▶

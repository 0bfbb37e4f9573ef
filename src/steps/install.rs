//! Package installation through pip.

use crate::error::{Result, SetupError};
use crate::shell::{CommandRunner, CommandSpec};
use crate::ui::UserInterface;

use super::report::run_reported;
use super::SetupStep;

/// Installs one package into the interpreter with `python -m pip`.
pub struct DependencyInstaller<'a> {
    runner: &'a dyn CommandRunner,
    python: String,
    package: String,
    pip_args: Vec<String>,
}

impl<'a> DependencyInstaller<'a> {
    pub fn new(runner: &'a dyn CommandRunner, python: &str, package: &str) -> Self {
        Self {
            runner,
            python: python.to_string(),
            package: package.to_string(),
            pip_args: Vec::new(),
        }
    }

    /// Extra `pip install` arguments, placed before the package name.
    pub fn with_pip_args(mut self, args: &[String]) -> Self {
        self.pip_args = args.to_vec();
        self
    }

    /// The command this step runs.
    pub fn command(&self) -> CommandSpec {
        CommandSpec::new(&self.python)
            .args(["-m", "pip", "install"])
            .args(self.pip_args.iter().cloned())
            .arg(&self.package)
    }
}

impl SetupStep for DependencyInstaller<'_> {
    fn name(&self) -> &str {
        "install"
    }

    fn failure_message(&self) -> Option<String> {
        Some(format!("Failed to install {}", self.package))
    }

    fn run(&self, ui: &mut dyn UserInterface) -> Result<()> {
        let description = format!("Installing {}", self.package);
        run_reported(self.runner, &self.command(), &description, ui)
            .map(|_| ())
            .map_err(|e| SetupError::InstallFailed {
                package: self.package.clone(),
                message: e.to_string(),
            })
    }
}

◀

Problem requirements: Work out how many lines of the data hold the string "CommandRunner". State only that number.

Finished exercise: 3